На другое утро к обеду, подъезжая уже к Алазани, мы неожиданно встретили огромную арбу, на которой из Кахетии возвращались человек пять наших офицеров. Мы остановились и сердечно со всеми распрощались. Среди них был Елисуйский, который на прощанье признался, что ему надоела военная служба, и он мечтает теперь поступить в сельскохозяйственный институт в Воронеже и потому надеется, что в России он ещё с нами увидится. Его военная карьера была всё равно кончена: в Персии в рядах Нижегородского драгунского полка он был ранен в кость правой руки разрывной пулей. Попав в рукоятку револьвера, который он в этот момент держал в руке, пуля вогнала осколки рукоятки в кость, и он навсегда потерял свободу движения правой кисти.

Лес неожиданно кончился, и мы выехали к мосту через Алазань, по другую сторону которого перед нами открылась грандиозная панорама кахетинской долины. Я вздохнул полной грудью с облегчением. Накануне, что я, конечно, скрыл от жены, Джоржадзе предупредил меня быть осторожным в дороге, так как Гамзат не мог простить нашу роль в деле Хакки-бея и клялся не выпустить меня живым из Закатал. Теперь всякая опасность миновала: 3акаталы и Гамзат остались в прошлом...

Переехав шагом длинный железный мост, ямщик наш остановил лошадей передохнуть у духана, расположившегося на самом берегу Алазани. Закавказский духан милая и удивительно бытовая особенность местной жизни. В этом характерном учреждении сказывается, как ни в чём другом, чувство человеческого достоинства и потребность к общению кавказского человека. Духан – не русский трактир и уж никак не кабак. Остановиться в нём путнику – истинная отрада и удовольствие. Внутри его всегда прохлада, полутьма и простор, хотя бы даже его постройка была из простой плетушки, вымазанной глиной. В нём есть всё, что надо наголодавшемуся и утомившемуся жаркой дорогой путешественнику. Вам здесь сжарят при нужде на камнях очага бараний бок, на шампуре шашлык или осетрину, приготовят быстро и вкусно специальное кавказское блюдо цыплёнка «табака», сплющенного между двумя камнями, но всего главней в духане вы освежитесь настоящим и совершенно свежим вином. Его вам здесь нальют бесхитростно прямо из бурдюка, но зато это вино будет чистым и не разбавленным водой, вместо баранины не зажарят кошку и не станут сильно заглядывать во все щели чужих карманов...

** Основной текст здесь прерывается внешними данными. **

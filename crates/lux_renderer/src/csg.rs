//! Constructive solid geometry: boolean combinations of two shapes.
//!
//! A ray is classified by sweeping over every surface crossing of both
//! children in `t` order. Each crossing of a solid child toggles whether the
//! ray is inside that child; the composite surface is wherever the boolean
//! predicate changes value. Every crossing carries whether it bounds a
//! volume: sheet crossings (a plane, or a plane surviving inside a nested
//! node) do not toggle anything and count as surface only where flipping
//! that child's occupancy would change the predicate.

use lux_math::{Point, Ray, Transformation};

use crate::shape::{HitRecord, Shape};

/// Boolean operator combining two solids.
#[derive(Debug, Clone, Copy, PartialEq, Eq)]
pub enum CsgOperation {
    Union,
    Intersection,
    /// Points in the first shape but not in the second.
    Difference,
}

impl CsgOperation {
    pub fn combine(self, in_first: bool, in_second: bool) -> bool {
        match self {
            CsgOperation::Union => in_first || in_second,
            CsgOperation::Intersection => in_first && in_second,
            CsgOperation::Difference => in_first && !in_second,
        }
    }
}

#[derive(Debug, Clone, Copy, PartialEq, Eq)]
enum Side {
    First,
    Second,
}

/// A surface crossing along a ray, tagged with whether occupancy of the
/// shape changes across it.
#[derive(Debug, Clone, Copy)]
pub(crate) struct Crossing<'a> {
    pub hit: HitRecord<'a>,
    pub bounds_volume: bool,
}

/// A boolean node owning its two children.
///
/// The node's transformation places the whole subtree; children's own
/// transformations are relative to it.
#[derive(Debug, Clone)]
pub struct Csg {
    transformation: Transformation,
    first: Box<Shape>,
    second: Box<Shape>,
    operation: CsgOperation,
}

impl Csg {
    pub fn new(first: impl Into<Shape>, second: impl Into<Shape>, operation: CsgOperation) -> Self {
        Self {
            transformation: Transformation::IDENTITY,
            first: Box::new(first.into()),
            second: Box::new(second.into()),
            operation,
        }
    }

    pub fn union(first: impl Into<Shape>, second: impl Into<Shape>) -> Self {
        Self::new(first, second, CsgOperation::Union)
    }

    pub fn intersection(first: impl Into<Shape>, second: impl Into<Shape>) -> Self {
        Self::new(first, second, CsgOperation::Intersection)
    }

    pub fn difference(first: impl Into<Shape>, second: impl Into<Shape>) -> Self {
        Self::new(first, second, CsgOperation::Difference)
    }

    pub fn with_transformation(mut self, transformation: Transformation) -> Self {
        self.transformation = transformation;
        self
    }

    pub fn transformation(&self) -> &Transformation {
        &self.transformation
    }

    pub fn operation(&self) -> CsgOperation {
        self.operation
    }

    pub fn first(&self) -> &Shape {
        &self.first
    }

    pub fn second(&self) -> &Shape {
        &self.second
    }

    pub fn has_interior(&self) -> bool {
        let first = self.first.has_interior();
        let second = self.second.has_interior();
        match self.operation {
            CsgOperation::Union => first || second,
            CsgOperation::Intersection => first && second,
            CsgOperation::Difference => first,
        }
    }

    /// True if either child might be hit. May report rays that only touch
    /// parts of a child the operator removes.
    pub fn quick_ray_intersection(&self, ray: &Ray) -> bool {
        let local_ray = ray.transform(&self.transformation.inverse());
        self.first.quick_ray_intersection(&local_ray) || self.second.quick_ray_intersection(&local_ray)
    }

    pub fn ray_intersection(&self, ray: &Ray) -> Option<HitRecord<'_>> {
        let local_ray = ray.transform(&self.transformation.inverse());
        self.sweep(&local_ray, true)
            .into_iter()
            .next()
            .map(|crossing| crossing.hit.to_parent(&self.transformation, ray))
    }

    pub fn all_intersections(&self, ray: &Ray) -> Vec<HitRecord<'_>> {
        self.crossings(ray).into_iter().map(|crossing| crossing.hit).collect()
    }

    pub(crate) fn crossings(&self, ray: &Ray) -> Vec<Crossing<'_>> {
        let local_ray = ray.transform(&self.transformation.inverse());
        self.sweep(&local_ray, false)
            .into_iter()
            .map(|crossing| Crossing {
                hit: crossing.hit.to_parent(&self.transformation, ray),
                ..crossing
            })
            .collect()
    }

    /// Evaluates the operator on the children's own containment tests.
    pub fn is_point_internal(&self, point: Point) -> bool {
        let local_point = self.transformation.inverse().apply_point(point);
        self.operation.combine(
            self.first.is_point_internal(local_point),
            self.second.is_point_internal(local_point),
        )
    }

    /// Boundary crossings of the composite along a ray in the local frame.
    fn sweep(&self, local_ray: &Ray, first_only: bool) -> Vec<Crossing<'_>> {
        let mut events: Vec<(Crossing<'_>, Side)> = self
            .first
            .crossings(local_ray)
            .into_iter()
            .map(|crossing| (crossing, Side::First))
            .chain(
                self.second
                    .crossings(local_ray)
                    .into_iter()
                    .map(|crossing| (crossing, Side::Second)),
            )
            .collect();
        events.sort_by(|a, b| a.0.hit.t.total_cmp(&b.0.hit.t));

        // Containment just before the first admissible crossing.
        let start = local_ray.at(local_ray.tmin);
        let mut in_first = self.first.is_point_internal(start);
        let mut in_second = self.second.is_point_internal(start);

        let mut boundary = Vec::new();
        for (crossing, side) in events {
            let inside_before = self.operation.combine(in_first, in_second);

            let visible = match (side, crossing.bounds_volume) {
                (Side::First, true) => {
                    in_first = !in_first;
                    self.operation.combine(in_first, in_second) != inside_before
                }
                (Side::Second, true) => {
                    in_second = !in_second;
                    self.operation.combine(in_first, in_second) != inside_before
                }
                (Side::First, false) => {
                    self.operation.combine(true, in_second) != self.operation.combine(false, in_second)
                }
                (Side::Second, false) => {
                    self.operation.combine(in_first, true) != self.operation.combine(in_first, false)
                }
            };

            if visible {
                boundary.push(crossing);
                if first_only {
                    break;
                }
            }
        }
        boundary
    }
}

#[cfg(test)]
mod tests {
    use super::*;
    use crate::{Cuboid, Plane, Sphere};
    use lux_math::{Normal, Vec3, EPSILON};

    fn unit_sphere_at(x: f32) -> Sphere {
        Sphere::new(1.0).with_transformation(Transformation::translation(Vec3::new(x, 0.0, 0.0)))
    }

    fn sample_points() -> Vec<Point> {
        let mut points = Vec::new();
        for i in -6..=6 {
            for j in -3..=3 {
                points.push(Point::new(i as f32 * 0.37, j as f32 * 0.41, 0.1 * j as f32));
            }
        }
        points
    }

    #[test]
    fn test_point_internal_follows_operator() {
        let a = Shape::from(unit_sphere_at(-0.5));
        let b = Shape::from(unit_sphere_at(0.5));

        for operation in [CsgOperation::Union, CsgOperation::Intersection, CsgOperation::Difference] {
            let csg = Csg::new(a.clone(), b.clone(), operation);
            for p in sample_points() {
                let expected = operation.combine(a.is_point_internal(p), b.is_point_internal(p));
                assert_eq!(csg.is_point_internal(p), expected, "{:?} at {:?}", operation, p);
            }
        }

        let union = Csg::union(a.clone(), b.clone());
        let difference = Csg::difference(a.clone(), b.clone());
        assert!(union.is_point_internal(Point::new(1.2, 0.0, 0.0)));
        assert!(difference.is_point_internal(Point::new(-1.2, 0.0, 0.0)));
        assert!(!difference.is_point_internal(Point::new(0.0, 0.0, 0.0)));
    }

    #[test]
    fn test_union_hits_nearest_outer_surface() {
        let csg = Csg::union(unit_sphere_at(-0.5), unit_sphere_at(0.5));

        let ray = Ray::new(Point::new(-5.0, 0.0, 0.0), Vec3::X);
        let hit = csg.ray_intersection(&ray).unwrap();
        assert!((hit.t - 3.5).abs() < 1e-4);
        assert!(hit.normal.is_close(&-Normal::X));

        // Entry and exit only, no internal surfaces.
        let hits = csg.all_intersections(&ray);
        assert_eq!(hits.len(), 2);
        assert!((hits[1].t - 6.5).abs() < 1e-4);
    }

    #[test]
    fn test_intersection_hits_lens() {
        let csg = Csg::intersection(unit_sphere_at(-0.5), unit_sphere_at(0.5));

        let ray = Ray::new(Point::new(-5.0, 0.0, 0.0), Vec3::X);
        let hit = csg.ray_intersection(&ray).unwrap();
        // Enters the second sphere's surface at x = -0.5.
        assert!((hit.t - 4.5).abs() < 1e-4);
        assert!(hit.world_point.is_close(&Point::new(-0.5, 0.0, 0.0)));

        // A ray that crosses only the first sphere misses the lens.
        let ray = Ray::new(Point::new(-1.3, 5.0, 0.0), -Vec3::Y);
        assert!(csg.ray_intersection(&ray).is_none());
    }

    #[test]
    fn test_difference_carves_second_shape() {
        let csg = Csg::difference(unit_sphere_at(0.0), unit_sphere_at(1.0));

        // From the left the first sphere is untouched.
        let ray = Ray::new(Point::new(-5.0, 0.0, 0.0), Vec3::X);
        let hit = csg.ray_intersection(&ray).unwrap();
        assert!((hit.t - 4.0).abs() < 1e-4);

        // From the right the ray enters the hole, then hits the carved wall
        // where it leaves the second sphere at x = 0.
        let ray = Ray::new(Point::new(5.0, 0.0, 0.0), -Vec3::X);
        let hit = csg.ray_intersection(&ray).unwrap();
        assert!((hit.t - 5.0).abs() < 1e-4);
        assert!(hit.world_point.is_close(&Point::new(0.0, 0.0, 0.0)));
        assert!(hit.normal.is_close(&Normal::X));
    }

    #[test]
    fn test_ray_starting_inside_finds_exit() {
        let csg = Csg::union(unit_sphere_at(-0.5), unit_sphere_at(0.5));
        let ray = Ray::new(Point::ORIGIN, Vec3::X);

        let hit = csg.ray_intersection(&ray).unwrap();
        assert!((hit.t - 1.5).abs() < 1e-4);
        assert!(hit.normal.is_close(&-Normal::X));
    }

    #[test]
    fn test_csg_transformation_and_nesting() {
        let lens = Csg::intersection(unit_sphere_at(-0.5), unit_sphere_at(0.5));
        let carved = Csg::difference(lens, Cuboid::new().with_transformation(
            Transformation::translation(Vec3::new(-2.0, -2.0, 0.0)) * Transformation::scaling(Vec3::splat(4.0)),
        ))
        .with_transformation(Transformation::translation(Vec3::new(0.0, 0.0, 10.0)));

        // Upper half removed: a ray from above hits the flat cut at local z = 0.
        let ray = Ray::new(Point::new(0.0, 0.0, 15.0), -Vec3::Z);
        let hit = carved.ray_intersection(&ray).unwrap();
        assert!(hit.world_point.is_close(&Point::new(0.0, 0.0, 10.0)));
        assert!(hit.normal.is_close(&Normal::Z));
        assert!((hit.t - 5.0).abs() < 1e-4);
        assert!(hit.ray.is_close(&ray));

        assert!(carved.is_point_internal(Point::new(0.0, 0.0, 9.9)));
        assert!(!carved.is_point_internal(Point::new(0.0, 0.0, 10.1)));
    }

    #[test]
    fn test_plane_child_has_no_volume() {
        let csg = Csg::union(Plane::new(), unit_sphere_at(0.0));
        assert!(!csg.first().has_interior());
        assert!(csg.has_interior());

        // Inside the sphere the plane is hidden.
        let ray = Ray::new(Point::new(0.0, 0.0, 5.0), -Vec3::Z);
        let hits = csg.all_intersections(&ray);
        assert_eq!(hits.len(), 2);
        assert!((hits[0].t - 4.0).abs() < EPSILON);
        assert!((hits[1].t - 6.0).abs() < EPSILON);

        // Away from the sphere the plane shows.
        let ray = Ray::new(Point::new(3.0, 0.0, 5.0), -Vec3::Z);
        let hit = csg.ray_intersection(&ray).unwrap();
        assert!((hit.t - 5.0).abs() < EPSILON);
    }

    #[test]
    fn test_nested_sheet_does_not_toggle_occupancy() {
        let sheet_and_ball = || Csg::union(Plane::new(), unit_sphere_at(-10.0));
        let ball_at_z =
            |z: f32| Sphere::new(1.0).with_transformation(Transformation::translation(Vec3::new(0.0, 0.0, z)));
        let ray = Ray::new(Point::new(0.0, 0.0, 5.0), -Vec3::Z);

        // The sheet never reaches the ball below it: nothing is left.
        let empty = Csg::intersection(sheet_and_ball(), ball_at_z(-3.0));
        assert!(!empty.is_point_internal(Point::new(0.0, 0.0, -3.0)));
        assert!(empty.ray_intersection(&ray).is_none());
        assert!(empty.all_intersections(&ray).is_empty());

        // Cutting the ball, only the disc of the sheet survives.
        let disc = Csg::intersection(sheet_and_ball(), ball_at_z(0.0));
        let hits = disc.all_intersections(&ray);
        assert_eq!(hits.len(), 1);
        assert!((hits[0].t - 5.0).abs() < EPSILON);
        assert!(hits[0].normal.is_close(&Normal::Z));
    }

    #[test]
    fn test_quick_intersection_is_any_child() {
        let csg = Csg::intersection(unit_sphere_at(-3.0), unit_sphere_at(3.0));
        let ray = Ray::new(Point::new(-3.0, 5.0, 0.0), -Vec3::Y);

        assert!(csg.quick_ray_intersection(&ray));
        assert!(csg.ray_intersection(&ray).is_none());
    }
}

Здесь же в прибрежном духане, стоявшем в благословенной долине Кахетии, кроме того, оказалась и свежая рыба, прямо из Алазани, пойманная как раз в то время, когда мы переезжали мост. Мы ели с женой не только эту, три минуты назад ещё живую форель, но и вынутую перед нашими глазами из другой рыбы свежую икру, которую нам самим пришлось и посолить. О чудесном кахетинском не приходилось, конечно, и говорить. Стоила вся эта роскошь, несмотря на революционное время, какие-то копейки...

Сейчас же за духаном перед глазами открывалась широкая долина Кахетии, вся в зелени лугов и виноградников. Сплошным роскошным садом кажутся у подножья тоже зелёных холмов зелёные виноградники, сады и огороды. Посередине долины тянется тонкая линия узкоколейной железной дороги, соединяющая страну вина с Тифлисом. По обеим сторонам железнодорожного пути, словно ковры, сотканные из золота и зелени, поля ячменя и пшеницы. Через полчаса езды мы остановились у маленькой железнодорожной станции Цнорис-Цхали, где отпустили извозчика, так как дальше наш путь лежал в культурной обстановке железнодорожного вагона...

Над станцией на горе, подпёртой утёсами, виднелись старые стены города. Это был Сигнах, один из самых красивых и оригинальных городков Закавказья, когда-то служивший передовым оплотом Грузии против набегов горцев. Темя утёса, на котором расположен Сигнах, увенчано старинной зубчатой крепостью с башнями на всех углах. По обрывам скал, по крутым скалам холмов пониже крепости лепится сам городок. Сигнах по-грузински значит «убежище», несомненно, почётное и осмысленное историей название.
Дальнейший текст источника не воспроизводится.